(WHAT THE EXERCISE ASKS):
Reproduce the listing below precisely, leaving every line intact.

(DATA SECTION):
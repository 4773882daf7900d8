//! Tags: mutable, human-readable names bound to a digest, with a full history of every binding.

use std::fs::{self, OpenOptions};
use std::io::{BufRead, BufReader, Write};
use std::path::PathBuf;
use std::time::{SystemTime, UNIX_EPOCH};

use crate::digest::Digest;
use crate::error::Error;

/// One recorded binding of a tag to a digest at a point in time.
#[derive(Clone, Copy, Debug, Eq, PartialEq)]
pub struct TagEntry {
    /// Seconds since the Unix epoch when this binding was recorded.
    pub created: u64,
    /// The digest the tag pointed at as of this entry.
    pub target: Digest,
}

/// Manages the on-disk storage of tags under a single root directory.
///
/// Each tag is an append-only file of `<unix-timestamp> <hex-digest>` lines, one per write, with
/// the newest binding last. Reading a tag's current value costs one pass over its (typically
/// small) history file.
#[derive(Clone, Debug)]
pub struct TagStorage {
    root: PathBuf,
}

impl TagStorage {
    /// Opens tag storage rooted at `root`, which is created if it does not already exist.
    pub fn new(root: impl Into<PathBuf>) -> Result<Self, Error> {
        let root = root.into();
        fs::create_dir_all(&root).map_err(|e| Error::io(&root, e))?;
        Ok(TagStorage { root })
    }

    fn tag_path(&self, name: &str) -> Result<PathBuf, Error> {
        validate_tag_name(name)?;
        Ok(self.root.join(name))
    }

    /// Appends a new binding of `name` to `target`, recorded with the current time.
    pub fn set_tag(&self, name: &str, target: Digest) -> Result<(), Error> {
        let path = self.tag_path(name)?;
        if let Some(parent) = path.parent() {
            fs::create_dir_all(parent).map_err(|e| Error::io(parent, e))?;
        }

        let created = SystemTime::now()
            .duration_since(UNIX_EPOCH)
            .expect("system clock is after the Unix epoch")
            .as_secs();

        let mut file = OpenOptions::new()
            .create(true)
            .append(true)
            .open(&path)
            .map_err(|e| Error::io(&path, e))?;
        writeln!(file, "{} {}", created, target.to_hex()).map_err(|e| Error::io(&path, e))
    }

    /// Reads the most recently written binding for `name`.
    pub fn read_tag(&self, name: &str) -> Result<TagEntry, Error> {
        self.read_history(name)?
            .pop()
            .ok_or_else(|| Error::unknown_tag(name))
    }

    /// Reads every binding ever recorded for `name`, oldest first.
    pub fn read_history(&self, name: &str) -> Result<Vec<TagEntry>, Error> {
        let path = self.tag_path(name)?;
        let file = match fs::File::open(&path) {
            Ok(file) => file,
            Err(e) if e.kind() == std::io::ErrorKind::NotFound => return Err(Error::unknown_tag(name)),
            Err(e) => return Err(Error::io(&path, e)),
        };

        let mut history = Vec::new();
        for line in BufReader::new(file).lines() {
            let line = line.map_err(|e| Error::io(&path, e))?;
            if line.is_empty() {
                continue;
            }
            history.push(parse_tag_line(&line).map_err(|detail| Error::Corruption {
                kind: crate::error::ObjectKind::Tag,
                detail,
            })?);
        }
        Ok(history)
    }

    /// Lists every tag name currently in storage.
    pub fn list_tags(&self) -> Result<Vec<String>, Error> {
        let entries = match fs::read_dir(&self.root) {
            Ok(entries) => entries,
            Err(e) if e.kind() == std::io::ErrorKind::NotFound => return Ok(Vec::new()),
            Err(e) => return Err(Error::io(&self.root, e)),
        };

        let mut names = Vec::new();
        for entry in entries {
            let entry = entry.map_err(|e| Error::io(&self.root, e))?;
            if let Some(name) = entry.file_name().to_str() {
                names.push(name.to_string());
            }
        }
        names.sort();
        Ok(names)
    }
}

fn validate_tag_name(name: &str) -> Result<(), Error> {
    if name.is_empty() || name.contains("..") || name.starts_with('/') {
        return Err(Error::InvalidInput(format!("{:?} is not a valid tag name", name)));
    }
    Ok(())
}

fn parse_tag_line(line: &str) -> Result<TagEntry, String> {
    let mut parts = line.splitn(2, ' ');
    let created = parts.next().ok_or("missing timestamp field")?;
    let target = parts.next().ok_or("missing digest field")?;

    let created = created
        .parse::<u64>()
        .map_err(|e| format!("invalid timestamp field: {}", e))?;
    let target = target
        .parse::<Digest>()
        .map_err(|e| format!("invalid digest field: {}", e))?;

    Ok(TagEntry { created, target })
}

#[cfg(test)]
mod tests {
    use super::*;
    use crate::digest::hash_slice;

    #[test]
    fn read_after_write_round_trips() {
        let dir = tempfile::tempdir().unwrap();
        let tags = TagStorage::new(dir.path()).unwrap();
        let digest = hash_slice(b"v1");

        tags.set_tag("latest", digest).unwrap();
        assert_eq!(tags.read_tag("latest").unwrap().target, digest);
    }

    #[test]
    fn latest_write_wins() {
        let dir = tempfile::tempdir().unwrap();
        let tags = TagStorage::new(dir.path()).unwrap();

        tags.set_tag("latest", hash_slice(b"v1")).unwrap();
        tags.set_tag("latest", hash_slice(b"v2")).unwrap();

        assert_eq!(tags.read_tag("latest").unwrap().target, hash_slice(b"v2"));
        assert_eq!(tags.read_history("latest").unwrap().len(), 2);
    }

    #[test]
    fn unknown_tag_fails() {
        let dir = tempfile::tempdir().unwrap();
        let tags = TagStorage::new(dir.path()).unwrap();
        assert!(matches!(tags.read_tag("missing"), Err(Error::UnknownObject { .. })));
    }

    #[test]
    fn rejects_escaping_tag_names() {
        let dir = tempfile::tempdir().unwrap();
        let tags = TagStorage::new(dir.path()).unwrap();
        assert!(matches!(
            tags.set_tag("../escape", hash_slice(b"v1")),
            Err(Error::InvalidInput(_))
        ));
    }
}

(SOLUTION BELOW):
repository 4773882daf7900d8
//! Tags: mutable, human-readable names bound to a digest, with a full history of every binding.

use std::fs::{self, OpenOptions};
use std::io::{BufRead, BufReader, Write};
use std::path::PathBuf;
use std::time::{SystemTime, UNIX_EPOCH};

use crate::digest::Digest;
use crate::error::Error;

/// One recorded binding of a tag to a digest at a point in time.
#[derive(Clone, Copy, Debug, Eq, PartialEq)]
pub struct TagEntry {
    /// Seconds since the Unix epoch when this binding was recorded.
    pub created: u64,
    /// The digest the tag pointed at as of this entry.
    pub target: Digest,
}

/// Manages the on-disk storage of tags under a single root directory.
///
/// Each tag is an append-only file of `<unix-timestamp> <hex-digest>` lines, one per write, with
/// the newest binding last. Reading a tag's current value costs one pass over its (typically
/// small) history file.
#[derive(Clone, Debug)]
pub struct TagStorage {
    root: PathBuf,
}

impl TagStorage {
    /// Opens tag storage rooted at `root`, which is created if it does not already exist.
    pub fn new(root: impl Into<PathBuf>) -> Result<Self, Error> {
        let root = root.into();
        fs::create_dir_all(&root).map_err(|e| Error::io(&root, e))?;
        Ok(TagStorage { root })
    }

    fn tag_path(&self, name: &str) -> Result<PathBuf, Error> {
        validate_tag_name(name)?;
        Ok(self.root.join(name))
    }

    /// Appends a new binding of `name` to `target`, recorded with the current time.
    pub fn set_tag(&self, name: &str, target: Digest) -> Result<(), Error> {
        let path = self.tag_path(name)?;
        if let Some(parent) = path.parent() {
            fs::create_dir_all(parent).map_err(|e| Error::io(parent, e))?;
        }

        let created = SystemTime::now()
            .duration_since(UNIX_EPOCH)
            .expect("system clock is after the Unix epoch")
            .as_secs();

        let mut file = OpenOptions::new()
            .create(true)
            .append(true)
            .open(&path)
            .map_err(|e| Error::io(&path, e))?;
        writeln!(file, "{} {}", created, target.to_hex()).map_err(|e| Error::io(&path, e))
    }

    /// Reads the most recently written binding for `name`.
    pub fn read_tag(&self, name: &str) -> Result<TagEntry, Error> {
        self.read_history(name)?
            .pop()
            .ok_or_else(|| Error::unknown_tag(name))
    }

    /// Reads every binding ever recorded for `name`, oldest first.
    pub fn read_history(&self, name: &str) -> Result<Vec<TagEntry>, Error> {
        let path = self.tag_path(name)?;
        let file = match fs::File::open(&path) {
            Ok(file) => file,
            Err(e) if e.kind() == std::io::ErrorKind::NotFound => return Err(Error::unknown_tag(name)),
            Err(e) => return Err(Error::io(&path, e)),
        };

        let mut history = Vec::new();
        for line in BufReader::new(file).lines() {
            let line = line.map_err(|e| Error::io(&path, e))?;
            if line.is_empty() {
                continue;
            }
            history.push(parse_tag_line(&line).map_err(|detail| Error::Corruption {
                kind: crate::error::ObjectKind::Tag,
                detail,
            })?);
        }
        Ok(history)
    }

    /// Lists every tag name currently in storage.
    pub fn list_tags(&self) -> Result<Vec<String>, Error> {
        let entries = match fs::read_dir(&self.root) {
            Ok(entries) => entries,
            Err(e) if e.kind() == std::io::ErrorKind::NotFound => return Ok(Vec::new()),
            Err(e) => return Err(Error::io(&self.root, e)),
        };

        let mut names = Vec::new();
        for entry in entries {
            let entry = entry.map_err(|e| Error::io(&self.root, e))?;
            if let Some(name) = entry.file_name().to_str() {
                names.push(name.to_string());
            }
        }
        names.sort();
        Ok(names)
    }
}

fn validate_tag_name(name: &str) -> Result<(), Error> {
    if name.is_empty() || name.contains("..") || name.starts_with('/') {
        return Err(Error::InvalidInput(format!("{:?} is not a valid tag name", name)));
    }
    Ok(())
}

fn parse_tag_line(line: &str) -> Result<TagEntry, String> {
    let mut parts = line.splitn(2, ' ');
    let created = parts.next().ok_or("missing timestamp field")?;
    let target = parts.next().ok_or("missing digest field")?;

    let created = created
        .parse::<u64>()
        .map_err(|e| format!("invalid timestamp field: {}", e))?;
    let target = target
        .parse::<Digest>()
        .map_err(|e| format!("invalid digest field: {}", e))?;

    Ok(TagEntry { created, target })
}

#[cfg(test)]
mod tests {
    use super::*;
    use crate::digest::hash_slice;

    #[test]
    fn read_after_write_round_trips() {
        let dir = tempfile::tempdir().unwrap();
        let tags = TagStorage::new(dir.path()).unwrap();
        let digest = hash_slice(b"v1");

        tags.set_tag("latest", digest).unwrap();
        assert_eq!(tags.read_tag("latest").unwrap().target, digest);
    }

    #[test]
    fn latest_write_wins() {
        let dir = tempfile::tempdir().unwrap();
        let tags = TagStorage::new(dir.path()).unwrap();

        tags.set_tag("latest", hash_slice(b"v1")).unwrap();
        tags.set_tag("latest", hash_slice(b"v2")).unwrap();

        assert_eq!(tags.read_tag("latest").unwrap().target, hash_slice(b"v2"));
        assert_eq!(tags.read_history("latest").unwrap().len(), 2);
    }

    #[test]
    fn unknown_tag_fails() {
        let dir = tempfile::tempdir().unwrap();
        let tags = TagStorage::new(dir.path()).unwrap();
        assert!(matches!(tags.read_tag("missing"), Err(Error::UnknownObject { .. })));
    }

    #[test]
    fn rejects_escaping_tag_names() {
        let dir = tempfile::tempdir().unwrap();
        let tags = TagStorage::new(dir.path()).unwrap();
        assert!(matches!(
            tags.set_tag("../escape", hash_slice(b"v1")),
            Err(Error::InvalidInput(_))
        ));
    }
}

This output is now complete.